_What you are asked to do_. Reproduce the records exactly, beginning with their first line and ending with the line that contains "tail of a name.", and output nothing more.

_Provided records_.
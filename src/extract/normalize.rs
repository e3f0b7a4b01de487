//! Record normalizer: canonical forms for merged values.

use serde_json::Value;

use crate::extract::schema::{ExtractedRecord, SchemaField};

/// Honorifics stripped from the tail of a name.
const NAME_HONORIFICS: &[&str] = &["先生", "様", "さん", "殿"];

/// Normalize a merged record.
///
/// - identifier and age fields keep ASCII digits only
/// - names lose a trailing reading in parentheses and honorific suffixes
/// - everything else is trimmed
pub fn normalize_record(record: &ExtractedRecord) -> ExtractedRecord {
    ExtractedRecord::from_fn(|field| normalize_value(field, record.get(field)))
}

/// Normalize a single field value.
pub fn normalize_value(field: SchemaField, value: &str) -> String {
    if field.is_numeric() {
        return digits_only(value);
    }
    match field {
        SchemaField::Name => clean_name(value),
        _ => value.trim().to_string(),
    }
}

/// Keep only digits, folding full-width digits to ASCII.
///
/// `"tel:080-1234"` → `"0801234"`, `"32歳"` → `"32"`, `"abc"` → `""`.
pub fn digits_only(value: &str) -> String {
    value
        .chars()
        .filter_map(|c| match c {
            '0'..='9' => Some(c),
            '０'..='９' => char::from_u32(c as u32 - '０' as u32 + '0' as u32),
            _ => None,
        })
        .collect()
}

/// Strip a trailing `（reading）` and honorific suffixes from a name.
pub fn clean_name(value: &str) -> String {
    let mut name = value.trim();
    if let Some(idx) = name.find(['（', '(']) {
        name = name[..idx].trim_end();
    }
    loop {
        let before = name;
        for suffix in NAME_HONORIFICS {
            if let Some(stripped) = name.strip_suffix(suffix) {
                name = stripped.trim_end();
            }
        }
        if name == before {
            break;
        }
    }
    name.to_string()
}

/// Flatten a service-returned value into one string.
///
/// Scalars become their text form; arrays and objects use compact JSON so no
/// non-string type ever reaches the sheet.
pub fn flatten_value(value: &Value) -> String {
    match value {
        Value::Null => String::new(),
        Value::String(s) => s.trim().to_string(),
        Value::Bool(b) => b.to_string(),
        Value::Number(n) => n.to_string(),
        Value::Array(_) | Value::Object(_) => serde_json::to_string(value).unwrap_or_default(),
    }
}
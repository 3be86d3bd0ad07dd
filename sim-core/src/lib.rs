//! Core 2-D swaying-tree and falling-leaf simulation library.
//!
//! Main components:
//! - [`forest`] — the collection of trees, global wind and season controls.
//! - [`tree`] — one branch skeleton plus its leaves; per-frame update.
//! - [`branch`] — growth easing and spring/wind physics of one segment.
//! - [`leaf`] — leaf lifecycle: color aging, detachment, falling.
//! - [`wind`] — global and per-entity wind sampling.
//! - [`noise_field`] — the coherent noise the wind is sampled from.
//! - [`draw`] — draw primitives handed to the renderer.
//! - [`config`] — tunables and their defaults.
//! - [`error`] — configuration errors.
//! - [`types`] — shared type aliases and IDs.

pub mod branch;
pub mod config;
pub mod draw;
pub mod error;
pub mod forest;
pub mod leaf;
pub mod noise_field;
pub mod tree;
pub mod types;
pub mod wind;
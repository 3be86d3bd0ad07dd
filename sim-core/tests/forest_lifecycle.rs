use grove_core::{
    config::{Config, TreeParams},
    draw::DrawPrimitive,
    forest::Forest,
    noise_field::PerlinField,
};
use rand::{SeedableRng, rngs::StdRng};

fn busy_forest(rng: &mut StdRng) -> Forest {
    let cfg = Config {
        tree_count: 3,
        min_iterations: 3,
        max_iterations: 4,
        growth_rate: 0.2,
        tree: TreeParams {
            color_change_speed: 0.2,
            drop_leaf_rate: 0.01,
            leaf_spawn_rate: 0.5,
        },
        ..Config::default()
    };
    Forest::new(cfg, rng)
}

#[test]
fn long_run_keeps_every_invariant() {
    let mut rng = StdRng::seed_from_u64(2024);
    let field = PerlinField::new(17);
    let mut forest = busy_forest(&mut rng);
    let branch_counts: Vec<usize> = forest.trees().iter().map(|t| t.branch_count()).collect();
    assert!(branch_counts.iter().all(|&n| n == 1 + 3 + 9 + 27));

    let mut saw_fallen = false;
    for frame in 0..2_500 {
        let out = forest.advance(frame, &field, &mut rng);

        let lines = out
            .iter()
            .filter(|p| matches!(p, DrawPrimitive::Line { .. }))
            .count();
        assert_eq!(lines, branch_counts.iter().sum::<usize>());

        for (tree, &count) in forest.trees().iter().zip(&branch_counts) {
            // The skeleton never changes size after construction.
            assert_eq!(tree.branch_count(), count);

            for b in tree.branches() {
                assert!(b.displacement.length() <= b.max_displacement + 1e-4);
            }

            let mut attached_per_branch = vec![0; count];
            for leaf in tree.leaves() {
                assert!(!leaf.is_decomposed(), "decomposed leaf survived filtering");
                assert!(leaf.position.y <= forest.config().ground_height);
                if leaf.attached {
                    attached_per_branch[leaf.branch] += 1;
                    assert!(tree.branches()[leaf.branch].has_leaf);
                    assert!(!tree.branches()[leaf.branch].finished);
                } else {
                    saw_fallen = true;
                }
            }
            assert!(attached_per_branch.iter().all(|&n| n <= 1));
        }
    }
    assert!(saw_fallen);
}

#[test]
fn fallen_leaves_eventually_decompose_and_vanish() {
    let mut rng = StdRng::seed_from_u64(99);
    let field = PerlinField::new(3);
    let mut forest = busy_forest(&mut rng);

    for frame in 0..100 {
        forest.advance(frame, &field, &mut rng);
    }
    assert!(forest.leaf_count() > 0);

    forest.suppress_spawning();
    forest.set_drop_leaf_rate(1.0);
    for frame in 100..1_200 {
        forest.advance(frame, &field, &mut rng);
    }
    assert_eq!(forest.leaf_count(), 0);

    // Spring is back: tips sprout again.
    forest.reset_seasons();
    for frame in 1_200..1_260 {
        forest.advance(frame, &field, &mut rng);
    }
    assert!(forest.leaf_count() > 0);
}
#[cfg(test)]
mod tests {
    use super::*;
    use glam::Vec2;

    fn test_rect() -> egui::Rect {
        egui::Rect::from_min_size(egui::Pos2::new(0.0, 0.0), egui::vec2(800.0, 600.0))
    }

    fn viewer() -> Viewer {
        let cfg = Config {
            min_iterations: 2,
            max_iterations: 3,
            ..Config::default()
        };
        Viewer::new(cfg, Some(7))
    }

    #[test]
    fn world_to_screen_and_back_is_roundtrip() {
        let mut viewer = viewer();
        // Use non-trivial zoom and pan to exercise the math.
        viewer.zoom = 2.0;
        viewer.pan = egui::vec2(15.0, -7.0);
        let rect = test_rect();

        let world_points = [
            Vec2::new(0.0, 0.0),
            Vec2::new(10.0, -5.0),
            Vec2::new(-3.5, 8.25),
        ];

        let eps = 1e-5;

        for p in world_points {
            let screen = viewer.world_to_screen(p, rect);
            let back = viewer.screen_to_world(screen, rect);

            assert!(
                (back.x - p.x).abs() < eps && (back.y - p.y).abs() < eps,
                "roundtrip mismatch: p={:?}, back={:?}",
                p,
                back
            );
        }
    }

    #[test]
    fn step_once_advances_frame_and_collects_primitives() {
        let mut viewer = viewer();
        assert!(viewer.primitives.is_empty());

        viewer.step_once();
        viewer.step_once();

        assert_eq!(viewer.frame, 2);
        let branches: usize = viewer.forest.trees().iter().map(|t| t.branch_count()).sum();
        assert!(viewer.primitives.len() >= branches);
    }

    #[test]
    fn reset_restarts_time_and_keeps_tree_count() {
        let mut viewer = viewer();
        for _ in 0..5 {
            viewer.step_once();
        }

        viewer.reset();

        assert_eq!(viewer.frame, 0);
        assert!(viewer.primitives.is_empty());
        assert_eq!(viewer.forest.trees().len(), 2);
        assert_eq!(viewer.forest.leaf_count(), 0);
    }

    #[test]
    fn planting_garbage_falls_back_to_default_count() {
        let mut viewer = viewer();

        viewer.tree_count_input = "5".into();
        viewer.plant_from_input();
        assert_eq!(viewer.forest.trees().len(), 5);

        viewer.tree_count_input = "many".into();
        viewer.plant_from_input();
        assert_eq!(viewer.forest.trees().len(), 2);
        assert_eq!(viewer.tree_count_input, "2");
    }

    #[test]
    fn fitting_to_canvas_moves_trees_to_the_bottom_edge() {
        let mut viewer = viewer();
        viewer.fit_to(egui::vec2(640.0, 360.0));

        assert_eq!(viewer.forest.config().ground_height, 360.0);
        for tree in viewer.forest.trees() {
            assert_eq!(tree.root().begin.y, 360.0);
            assert!(tree.root().begin.x < 640.0);
        }

        // Same size again is a no-op.
        viewer.step_once();
        viewer.fit_to(egui::vec2(640.0, 360.0));
        assert_eq!(viewer.frame, 1);
    }
}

_Expected answer_.
filename src/extract/normalize.rs
repository e3f0b7a4b01de487
//! Record normalizer: canonical forms for merged values.

use serde_json::Value;

use crate::extract::schema::{ExtractedRecord, SchemaField};

/// Honorifics stripped from the tail of a name.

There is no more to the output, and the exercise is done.